University of Athens researchers put a face to the past at an event at the Acropolis Museum on Friday.

Thanks to advances in 3D modelling technology, archaeologists together with the assistance of an endocrinologist, orthopedist, neurologist, pathologist, and radiologist, have managed to reconstruct the facial features of a teenager from a skull found in 1993 dating back to around 7,000 BC.

While very little is known about how she lived and died, her features consist of prominent cheekbones, a heavy brow and dimpled chin.

Discovered in Theopetra cave in central Greece, the woman’s face was last seen in its full human form some 9,000 years ago at the end of the Mesolithic period.

The teenager has since been named ‘Avgi’ by archaeologists. Translating to ‘Dawn’, it is a fitting name given she lived during what researchers consider to have been the ‘dawn of civilisation’, when humans in Greece and the region as a whole, underwent a transition from hunter gatherers to a society that was cultivating its own food.

The reconstruction team was led by orthodontist Manolis Papagrigorakis, who noted that while Avgi's bones appeared to belong to a 15-year-old, upon closer inspection her teeth indicated that she was in fact 18 "give or take a year”.

Working alongside the team was Swedish archaeologist and sculptor, Oscar Nilsson who has worked on a number of ancient faces, specialising in reconstructions.
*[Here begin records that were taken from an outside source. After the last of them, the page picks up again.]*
//! OSDU CLI - Main entry point

use clap::Parser;
use osdu_cli::commands::{self, GlobalArgs};
use osdu_cli::{Cli, Commands};
use osdu_common::logging::{init_logging, LogConfig, LogLevel, LogOutput};
use std::process;
use tracing::error;

#[tokio::main]
async fn main() {
    // .env is optional
    let _ = dotenvy::dotenv();

    let cli = Cli::parse();

    let log_config = LogConfig::builder()
        .level(if cli.verbose { LogLevel::Debug } else { LogLevel::Warn })
        .output(LogOutput::Console)
        .log_file_prefix("osdu-cli")
        .build();

    // Environment variables take precedence
    let log_config = log_config.clone().merge_env().unwrap_or(log_config);

    // The CLI works without logging
    let _guard = init_logging(&log_config).ok().flatten();

    if let Err(e) = execute_command(cli).await {
        error!(error = %e, "Command failed");
        eprintln!("Error: {}", e);
        process::exit(1);
    }
}

async fn execute_command(cli: Cli) -> osdu_cli::Result<()> {
    let globals = GlobalArgs {
        config: cli.config,
        output_dir: cli.output_dir,
    };

    match cli.command {
        Commands::Inventory { prefix, output } => commands::inventory::run(&globals, prefix, output).await,

        Commands::Process { input } => commands::process::run(&globals, input).await,

        Commands::AssessCoverage {
            inventory,
            schemas_dir,
            schemas_file,
        } => commands::assess_coverage::run(&globals, inventory, schemas_dir, schemas_file).await,

        Commands::GenerateManifests { inventory, group_by } => {
            commands::generate_manifests::run(&globals, inventory, group_by).await
        },

        Commands::Ingest {
            manifests,
            inventory,
            dry_run,
        } => commands::ingest::run(&globals, manifests, inventory, dry_run).await,

        Commands::RegisterDatasets {
            input,
            legal_tag,
            output,
        } => commands::register::run(&globals, input, legal_tag, output).await,

        Commands::DeleteDatasets { input, output } => commands::delete::run(&globals, input, output).await,

        Commands::Run {
            prefix,
            group_by,
            dry_run,
        } => commands::pipeline::run(&globals, prefix, group_by, dry_run).await,
    }
}
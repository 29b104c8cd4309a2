//! `osdu register-datasets` command implementation

use std::path::{Path, PathBuf};

use osdu_ingest::registry::{load_items, register_datasets, BulkReport};

use super::{connect, output_path, GlobalArgs};
use crate::error::{CliError, Result};
use crate::progress::{counts_table, print_saved};

pub const REGISTER_RESULTS_FILE: &str = "register_results.json";

pub async fn run(globals: &GlobalArgs, input: PathBuf, legal_tag: String, output: Option<PathBuf>) -> Result<()> {
    if legal_tag.trim().is_empty() {
        return Err(CliError::invalid_argument("--legal-tag must not be empty"));
    }
    if !input.exists() {
        return Err(CliError::file_not_found(&input));
    }

    let config = globals.load_config()?;
    let client = connect(&config)?;
    let items = load_items(&input)?;

    let report = register_datasets(&client, items, &legal_tag).await;
    let output = output_path(output.as_deref(), &config, REGISTER_RESULTS_FILE);
    report.write_json(&output)?;
    print_bulk("Registration", &report, &output)
}

/// Print bulk counts; any failed item makes the command fail.
pub(crate) fn print_bulk(title: &str, report: &BulkReport, output: &Path) -> Result<()> {
    let summary = report.summary;
    println!(
        "{}",
        counts_table(
            title,
            [
                ("Processed", summary.total_datasets_processed.to_string()),
                ("Succeeded", summary.total_successes.to_string()),
                ("Failed", summary.total_failures.to_string()),
            ]
        )
    );
    print_saved("Results saved to", output);

    if summary.total_failures > 0 {
        return Err(CliError::ItemsFailed {
            failed: summary.total_failures,
            total: summary.total_datasets_processed,
            report: output.display().to_string(),
        });
    }
    Ok(())
}
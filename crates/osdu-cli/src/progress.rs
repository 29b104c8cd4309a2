//! Terminal helpers shared by the commands

use colored::Colorize;
use comfy_table::{modifiers::UTF8_ROUND_CORNERS, presets::UTF8_FULL, Table};
use indicatif::{ProgressBar, ProgressStyle};

/// Spinner for stages without a known length
pub fn create_spinner(message: &str) -> ProgressBar {
    let pb = ProgressBar::new_spinner();
    pb.set_style(
        ProgressStyle::default_spinner()
            .template("{spinner:.green} {msg}")
            .unwrap_or_else(|_| ProgressStyle::default_spinner()),
    );
    pb.set_message(message.to_string());
    pb.enable_steady_tick(std::time::Duration::from_millis(100));
    pb
}

/// Two-column table of labelled counts
pub fn counts_table<'a>(title: &str, rows: impl IntoIterator<Item = (&'a str, String)>) -> String {
    let mut table = Table::new();
    table
        .load_preset(UTF8_FULL)
        .apply_modifier(UTF8_ROUND_CORNERS)
        .set_header(vec![title, "Count"]);
    for (label, value) in rows {
        table.add_row(vec![label.to_string(), value]);
    }
    table.to_string()
}

pub fn print_saved(what: &str, path: &std::path::Path) {
    println!("{} {} {}", "✓".green(), what, path.display().to_string().cyan());
}

pub fn format_bytes(bytes: u64) -> String {
    const UNITS: &[&str] = &["B", "KB", "MB", "GB", "TB"];
    let mut size = bytes as f64;
    let mut unit = 0;

    while size >= 1024.0 && unit < UNITS.len() - 1 {
        size /= 1024.0;
        unit += 1;
    }

    if unit == 0 {
        format!("{} {}", bytes, UNITS[0])
    } else {
        format!("{:.2} {}", size, UNITS[unit])
    }
}
//! `osdu assess-coverage` command implementation
//!
//! Compares the categorized inventory with the schema catalog and writes the
//! coverage report.

use std::path::PathBuf;

use osdu_ingest::coverage::{CoverageReport, SchemaCatalog};
use osdu_ingest::inventory::read_inventory_csv;
use osdu_ingest::pipeline::{COVERAGE_JSON_FILE, COVERAGE_TEXT_FILE, INVENTORY_CSV_FILE};
use osdu_ingest::IngestConfig;
use tracing::warn;

use super::{input_path, output_path, GlobalArgs};
use crate::error::{CliError, Result};
use crate::progress::print_saved;

pub async fn run(
    globals: &GlobalArgs,
    inventory: Option<PathBuf>,
    schemas_dir: Option<PathBuf>,
    schemas_file: Option<PathBuf>,
) -> Result<()> {
    let config = globals.load_config()?;
    let inventory = input_path(inventory.as_deref(), &config, INVENTORY_CSV_FILE)?;
    let catalog = load_catalog(&config, schemas_dir, schemas_file)?;

    let records = read_inventory_csv(&inventory)?;
    let report = CoverageReport::assess(&records, &catalog);

    let text_out = output_path(None, &config, COVERAGE_TEXT_FILE);
    let json_out = output_path(None, &config, COVERAGE_JSON_FILE);
    report.write_text(&text_out)?;
    report.write_json(&json_out)?;

    println!("{}", report.render_text());
    print_saved("Coverage report saved to", &text_out);
    print_saved("Coverage summary saved to", &json_out);
    Ok(())
}

fn load_catalog(
    config: &IngestConfig,
    schemas_dir: Option<PathBuf>,
    schemas_file: Option<PathBuf>,
) -> Result<SchemaCatalog> {
    if let Some(dir) = schemas_dir {
        if !dir.is_dir() {
            return Err(CliError::file_not_found(&dir));
        }
        return Ok(SchemaCatalog::from_dir(&dir)?);
    }
    if let Some(file) = schemas_file {
        if !file.exists() {
            return Err(CliError::file_not_found(&file));
        }
        return Ok(SchemaCatalog::from_schemas_file(&file)?);
    }
    match &config.osdu_schemas {
        Some(schemas) => Ok(SchemaCatalog::from_json(schemas)?),
        None => {
            warn!("No schema catalog given; every file will be reported as missing");
            Ok(SchemaCatalog::default())
        },
    }
}
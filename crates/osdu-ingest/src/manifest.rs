//! Manifest generation
//!
//! Builds one manifest envelope per ready classified record. The section a
//! record lands in depends on its category:
//!
//! | Category | Section |
//! |---|---|
//! | Well Logs | `MasterData` with `WellID` |
//! | Seismic Data | `Data.Datasets` with `SurveyName` |
//! | Documents | `Data.WorkProduct` + `Data.WorkProductComponents` |
//! | everything else | `Data.Datasets` with all extracted metadata |
//!
//! Every section record carries `FileName` and `FilePath`, which is how a
//! manifest is matched back to the object it describes at ingestion time.

use std::collections::BTreeMap;
use std::path::Path;

use osdu_common::types::{Category, ClassifiedRecord, SchemaKind, SURVEY_NAME, WELL_ID};
use osdu_common::{OsduError, Result};
use serde::{Deserialize, Serialize};
use serde_json::Value;
use tracing::{debug, info};

/// Manifest envelope kind
pub const MANIFEST_KIND: &str = "osdu:wks:Manifest:1.0.0";

/// One record inside a manifest section
#[derive(Debug, Clone, PartialEq, Eq, Serialize, Deserialize)]
pub struct SectionRecord {
    #[serde(rename = "FileName")]
    pub file_name: String,
    #[serde(rename = "FilePath")]
    pub file_path: String,
    #[serde(flatten)]
    pub fields: BTreeMap<String, String>,
}

impl SectionRecord {
    fn for_record(record: &ClassifiedRecord) -> Self {
        Self {
            file_name: record.file_name().to_string(),
            file_path: record.path().to_string(),
            fields: BTreeMap::new(),
        }
    }

    fn with_field(mut self, record: &ClassifiedRecord, field: &str) -> Self {
        if let Some(value) = record.metadata_value(field) {
            self.fields.insert(field.to_string(), value.to_string());
        }
        self
    }

    fn with_all_metadata(mut self, record: &ClassifiedRecord) -> Self {
        self.fields.extend(record.metadata.clone());
        self
    }
}

#[derive(Debug, Clone, Default, PartialEq, Eq, Serialize, Deserialize)]
pub struct ManifestData {
    #[serde(rename = "WorkProduct", default)]
    pub work_product: BTreeMap<String, String>,
    #[serde(rename = "WorkProductComponents", default)]
    pub work_product_components: Vec<SectionRecord>,
    #[serde(rename = "Datasets", default)]
    pub datasets: Vec<SectionRecord>,
}

/// A manifest envelope ready for ingestion
#[derive(Debug, Clone, PartialEq, Eq, Serialize, Deserialize)]
pub struct ManifestEntry {
    pub kind: String,
    #[serde(rename = "OSDUSchema")]
    pub schema: SchemaKind,
    #[serde(rename = "ReferenceData", default)]
    pub reference_data: Vec<SectionRecord>,
    #[serde(rename = "MasterData", default)]
    pub master_data: Vec<SectionRecord>,
    #[serde(rename = "Data", default)]
    pub data: ManifestData,
}

impl ManifestEntry {
    pub fn new(schema: SchemaKind) -> Self {
        Self {
            kind: MANIFEST_KIND.to_string(),
            schema,
            reference_data: Vec::new(),
            master_data: Vec::new(),
            data: ManifestData::default(),
        }
    }

    fn sections(&self) -> impl Iterator<Item = &SectionRecord> {
        self.master_data
            .iter()
            .chain(self.data.datasets.iter())
            .chain(self.data.work_product_components.iter())
            .chain(self.reference_data.iter())
    }

    /// Path of the object this manifest describes: the first section's `FilePath`.
    pub fn source_path(&self) -> Option<&str> {
        self.sections().next().map(|s| s.file_path.as_str())
    }

    /// Every object path referenced by this manifest, in section order
    pub fn file_paths(&self) -> Vec<&str> {
        self.sections().map(|s| s.file_path.as_str()).collect()
    }

    pub fn to_value(&self) -> Result<Value> {
        Ok(serde_json::to_value(self)?)
    }
}

/// How ready records map onto manifest entries
#[derive(Debug, Clone, Copy, Default, PartialEq, Eq)]
pub enum Grouping {
    /// One entry per record
    #[default]
    PerRecord,
    /// Records sharing a WellID or SurveyName join the first entry for that entity
    ByEntity,
}

impl std::str::FromStr for Grouping {
    type Err = OsduError;

    fn from_str(s: &str) -> Result<Self> {
        match s.to_lowercase().replace('_', "-").as_str() {
            "per-record" | "record" => Ok(Grouping::PerRecord),
            "by-entity" | "entity" => Ok(Grouping::ByEntity),
            other => Err(OsduError::Parse(format!("unknown grouping '{}'", other))),
        }
    }
}

#[derive(Debug, Clone, Default)]
pub struct ManifestBuilder {
    grouping: Grouping,
}

impl ManifestBuilder {
    pub fn new(grouping: Grouping) -> Self {
        Self { grouping }
    }

    /// Manifest for a single record, or `None` when the record is not ready.
    pub fn build_one(&self, record: &ClassifiedRecord) -> Option<ManifestEntry> {
        if !record.ready {
            return None;
        }

        let mut entry = ManifestEntry::new(record.schema.clone());
        let section = SectionRecord::for_record(record);

        match record.category {
            Category::WellLogs => {
                entry.master_data.push(section.with_field(record, WELL_ID));
            },
            Category::SeismicData => {
                entry.data.datasets.push(section.with_field(record, SURVEY_NAME));
            },
            Category::Documents => {
                entry
                    .data
                    .work_product
                    .insert("Name".to_string(), record.file_name().to_string());
                entry
                    .data
                    .work_product_components
                    .push(section.with_all_metadata(record));
            },
            _ => {
                entry.data.datasets.push(section.with_all_metadata(record));
            },
        }

        Some(entry)
    }

    /// Manifests for all ready records, in input order.
    pub fn build(&self, records: &[ClassifiedRecord]) -> Vec<ManifestEntry> {
        let manifests = match self.grouping {
            Grouping::PerRecord => records.iter().filter_map(|r| self.build_one(r)).collect(),
            Grouping::ByEntity => self.build_grouped(records),
        };

        info!(
            records = records.len(),
            manifests = manifests.len(),
            grouping = ?self.grouping,
            "Generated manifests"
        );
        manifests
    }

    fn build_grouped(&self, records: &[ClassifiedRecord]) -> Vec<ManifestEntry> {
        let mut manifests: Vec<ManifestEntry> = Vec::new();
        let mut by_entity: BTreeMap<(Category, String), usize> = BTreeMap::new();

        for record in records {
            let Some(entry) = self.build_one(record) else {
                continue;
            };

            let Some(key) = entity_key(record) else {
                manifests.push(entry);
                continue;
            };

            match by_entity.get(&key) {
                Some(&idx) => {
                    debug!(entity = %key.1, path = record.path(), "Merging into existing manifest");
                    let target = &mut manifests[idx];
                    target.master_data.extend(entry.master_data);
                    target.data.datasets.extend(entry.data.datasets);
                },
                None => {
                    by_entity.insert(key, manifests.len());
                    manifests.push(entry);
                },
            }
        }

        manifests
    }
}

fn entity_key(record: &ClassifiedRecord) -> Option<(Category, String)> {
    let field = match record.category {
        Category::WellLogs => WELL_ID,
        Category::SeismicData => SURVEY_NAME,
        _ => return None,
    };
    record
        .metadata_value(field)
        .map(|value| (record.category, value.to_string()))
}

/// Write manifests as a pretty-printed JSON array.
pub fn write_manifests(path: &Path, manifests: &[ManifestEntry]) -> Result<()> {
    let json = serde_json::to_string_pretty(manifests)?;
    std::fs::write(path, json)?;
    info!(path = %path.display(), count = manifests.len(), "Saved manifests");
    Ok(())
}

/// Manifests keyed by the object path they describe. An entity manifest
/// covering several files appears once per file.
pub type ManifestMap = Vec<(String, Value)>;

/// One `(path, manifest)` pair per file each entry references, in entry order.
pub fn manifest_map(entries: &[ManifestEntry]) -> Result<ManifestMap> {
    let mut map = Vec::new();
    for entry in entries {
        let value = entry.to_value()?;
        for path in entry.file_paths() {
            map.push((path.to_string(), value.clone()));
        }
    }
    Ok(map)
}

/// Load manifests for ingestion.
///
/// Accepts either an object mapping object path to manifest payload, or the
/// array written by [`write_manifests`], where every section's `FilePath`
/// gets the entry it belongs to.
pub fn load_manifest_map(path: &Path) -> Result<ManifestMap> {
    let content = std::fs::read_to_string(path)?;
    let value: Value = serde_json::from_str(&content)?;
    parse_manifest_map(value)
}

/// Object input comes back sorted by path; array input keeps file order.
pub fn parse_manifest_map(value: Value) -> Result<ManifestMap> {
    match value {
        Value::Object(map) => Ok(map.into_iter().collect()),
        Value::Array(items) => {
            let mut map = Vec::new();
            for (idx, item) in items.into_iter().enumerate() {
                let entry: ManifestEntry = serde_json::from_value(item.clone())?;
                let paths = entry.file_paths();
                if paths.is_empty() {
                    return Err(OsduError::invalid_input(format!(
                        "manifest entry {} has no FilePath",
                        idx
                    )));
                }
                for path in paths {
                    map.push((path.to_string(), item.clone()));
                }
            }
            Ok(map)
        },
        _ => Err(OsduError::invalid_input(
            "manifest file must contain a JSON object or array",
        )),
    }
}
The sophisticated process entailed taking a CT scan of the skull and a 3D printer making an exact replica of the scan’s measurements. Pegs were then glued upon the replica reflecting the thickness of the flesh at certain anatomical points of the face, which was then fleshed out muscle-by-muscle.

Some features were recreated based on skull measurements, while others such as skin and eye colour are based on population traits in the region, given the area has been populated continually for some 130,000 years.

"Avgi has very unique, not especially female, skull, and features," Nilsson observed.

"Having reconstructed a lot of Stone Age women and men, I think some facial features seem to have disappeared or 'smoothed out' with time. In general, we look less masculine, both men and women, today.”